__Work to complete__. From the records below, copy every line that contains the word "CacheError".

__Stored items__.
++++
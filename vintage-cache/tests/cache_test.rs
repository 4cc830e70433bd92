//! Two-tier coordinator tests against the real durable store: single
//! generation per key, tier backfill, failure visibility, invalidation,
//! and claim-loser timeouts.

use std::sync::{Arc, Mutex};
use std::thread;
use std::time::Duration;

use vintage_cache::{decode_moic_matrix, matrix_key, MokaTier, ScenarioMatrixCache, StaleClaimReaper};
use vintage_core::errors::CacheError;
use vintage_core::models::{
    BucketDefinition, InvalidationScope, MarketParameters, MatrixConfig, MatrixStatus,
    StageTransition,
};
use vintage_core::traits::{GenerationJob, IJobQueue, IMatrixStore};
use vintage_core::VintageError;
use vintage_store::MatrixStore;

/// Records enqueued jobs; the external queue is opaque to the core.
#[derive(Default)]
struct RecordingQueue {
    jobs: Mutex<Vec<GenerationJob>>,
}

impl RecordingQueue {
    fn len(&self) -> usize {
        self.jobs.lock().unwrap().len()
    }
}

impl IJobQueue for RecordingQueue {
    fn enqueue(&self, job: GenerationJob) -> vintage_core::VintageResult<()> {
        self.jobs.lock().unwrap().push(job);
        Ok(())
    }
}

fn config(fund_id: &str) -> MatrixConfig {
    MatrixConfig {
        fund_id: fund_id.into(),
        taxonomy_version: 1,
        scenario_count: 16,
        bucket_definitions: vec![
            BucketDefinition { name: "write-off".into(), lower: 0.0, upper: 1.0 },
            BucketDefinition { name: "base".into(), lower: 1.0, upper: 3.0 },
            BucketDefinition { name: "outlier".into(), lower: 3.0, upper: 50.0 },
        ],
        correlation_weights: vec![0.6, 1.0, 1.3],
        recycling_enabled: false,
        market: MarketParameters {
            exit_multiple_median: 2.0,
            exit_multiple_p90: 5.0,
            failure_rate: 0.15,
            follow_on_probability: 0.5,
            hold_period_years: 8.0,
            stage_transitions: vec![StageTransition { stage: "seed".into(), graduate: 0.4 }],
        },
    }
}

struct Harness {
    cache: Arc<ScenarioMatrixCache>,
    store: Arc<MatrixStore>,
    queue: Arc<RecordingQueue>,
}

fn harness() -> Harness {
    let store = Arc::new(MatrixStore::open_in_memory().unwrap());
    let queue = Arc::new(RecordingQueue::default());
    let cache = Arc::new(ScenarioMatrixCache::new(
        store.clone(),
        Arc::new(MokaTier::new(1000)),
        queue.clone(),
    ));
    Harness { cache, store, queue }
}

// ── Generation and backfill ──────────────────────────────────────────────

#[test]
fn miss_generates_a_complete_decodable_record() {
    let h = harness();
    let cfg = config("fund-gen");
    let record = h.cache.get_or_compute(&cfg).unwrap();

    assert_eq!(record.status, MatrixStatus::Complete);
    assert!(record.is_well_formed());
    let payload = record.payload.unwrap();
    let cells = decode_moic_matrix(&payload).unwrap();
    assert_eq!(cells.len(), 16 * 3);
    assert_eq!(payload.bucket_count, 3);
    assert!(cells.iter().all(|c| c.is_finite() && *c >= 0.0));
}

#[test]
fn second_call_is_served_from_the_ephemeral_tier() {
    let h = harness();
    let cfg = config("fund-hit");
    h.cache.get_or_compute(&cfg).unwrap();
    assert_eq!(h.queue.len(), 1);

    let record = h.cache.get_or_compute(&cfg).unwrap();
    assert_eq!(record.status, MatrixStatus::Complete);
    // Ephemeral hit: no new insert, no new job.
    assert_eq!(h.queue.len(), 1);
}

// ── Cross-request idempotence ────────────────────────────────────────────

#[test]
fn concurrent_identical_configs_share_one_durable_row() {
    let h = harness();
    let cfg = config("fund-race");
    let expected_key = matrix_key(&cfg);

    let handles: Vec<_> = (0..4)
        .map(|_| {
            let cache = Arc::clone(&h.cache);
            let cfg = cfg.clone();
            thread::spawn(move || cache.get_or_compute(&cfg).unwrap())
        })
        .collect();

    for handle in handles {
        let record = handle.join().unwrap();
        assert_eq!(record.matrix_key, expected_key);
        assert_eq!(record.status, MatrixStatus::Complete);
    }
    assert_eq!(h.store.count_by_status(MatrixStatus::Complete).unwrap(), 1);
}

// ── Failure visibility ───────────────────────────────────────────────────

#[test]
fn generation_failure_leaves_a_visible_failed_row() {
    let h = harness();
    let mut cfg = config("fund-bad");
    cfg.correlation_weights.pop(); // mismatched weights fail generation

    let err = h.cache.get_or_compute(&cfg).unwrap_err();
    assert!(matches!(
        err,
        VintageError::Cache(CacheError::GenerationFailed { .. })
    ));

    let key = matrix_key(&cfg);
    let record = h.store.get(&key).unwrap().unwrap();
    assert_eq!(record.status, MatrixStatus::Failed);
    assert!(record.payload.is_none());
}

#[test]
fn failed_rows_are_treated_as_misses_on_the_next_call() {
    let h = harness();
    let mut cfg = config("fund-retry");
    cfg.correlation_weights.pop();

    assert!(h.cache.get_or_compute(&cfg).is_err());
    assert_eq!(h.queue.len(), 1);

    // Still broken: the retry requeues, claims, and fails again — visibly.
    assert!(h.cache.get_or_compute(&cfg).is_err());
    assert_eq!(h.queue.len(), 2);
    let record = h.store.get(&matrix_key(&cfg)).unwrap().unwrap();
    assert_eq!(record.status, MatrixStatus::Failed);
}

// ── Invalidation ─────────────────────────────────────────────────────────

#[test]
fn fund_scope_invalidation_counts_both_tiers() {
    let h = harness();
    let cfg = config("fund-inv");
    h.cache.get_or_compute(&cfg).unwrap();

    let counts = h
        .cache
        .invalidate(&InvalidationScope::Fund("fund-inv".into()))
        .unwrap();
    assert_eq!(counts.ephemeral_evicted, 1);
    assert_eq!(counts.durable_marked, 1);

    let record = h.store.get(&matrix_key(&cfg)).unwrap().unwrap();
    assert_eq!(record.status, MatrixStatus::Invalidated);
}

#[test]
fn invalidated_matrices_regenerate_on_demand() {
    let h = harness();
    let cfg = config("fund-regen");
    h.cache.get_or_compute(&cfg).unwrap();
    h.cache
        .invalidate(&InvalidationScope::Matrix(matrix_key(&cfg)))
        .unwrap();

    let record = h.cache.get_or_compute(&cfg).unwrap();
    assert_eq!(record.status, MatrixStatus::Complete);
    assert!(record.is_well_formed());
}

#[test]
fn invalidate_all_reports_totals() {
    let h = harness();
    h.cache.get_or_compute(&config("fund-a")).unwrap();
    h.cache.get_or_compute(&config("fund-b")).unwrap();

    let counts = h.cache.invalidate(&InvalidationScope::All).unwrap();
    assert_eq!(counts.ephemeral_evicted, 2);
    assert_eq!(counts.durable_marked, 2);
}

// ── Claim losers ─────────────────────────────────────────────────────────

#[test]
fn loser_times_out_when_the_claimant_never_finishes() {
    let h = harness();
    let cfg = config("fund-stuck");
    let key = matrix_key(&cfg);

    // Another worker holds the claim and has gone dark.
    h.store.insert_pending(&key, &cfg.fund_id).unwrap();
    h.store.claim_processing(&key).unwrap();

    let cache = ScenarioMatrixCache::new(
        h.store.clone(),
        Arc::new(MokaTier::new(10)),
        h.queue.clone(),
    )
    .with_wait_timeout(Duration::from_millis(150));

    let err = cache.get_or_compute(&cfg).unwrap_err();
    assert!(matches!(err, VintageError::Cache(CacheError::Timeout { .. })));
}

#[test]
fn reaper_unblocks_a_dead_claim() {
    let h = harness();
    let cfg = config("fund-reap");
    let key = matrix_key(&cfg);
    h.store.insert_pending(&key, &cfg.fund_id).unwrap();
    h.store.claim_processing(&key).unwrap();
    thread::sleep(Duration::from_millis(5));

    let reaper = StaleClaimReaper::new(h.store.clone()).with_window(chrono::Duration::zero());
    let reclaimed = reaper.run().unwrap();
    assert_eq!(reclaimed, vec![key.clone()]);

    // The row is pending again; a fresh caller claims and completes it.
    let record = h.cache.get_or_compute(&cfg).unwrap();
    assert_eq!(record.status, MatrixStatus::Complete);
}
++++
__Response__.
use vintage_core::errors::CacheError;
        VintageError::Cache(CacheError::GenerationFailed { .. })
    assert!(matches!(err, VintageError::Cache(CacheError::Timeout { .. })));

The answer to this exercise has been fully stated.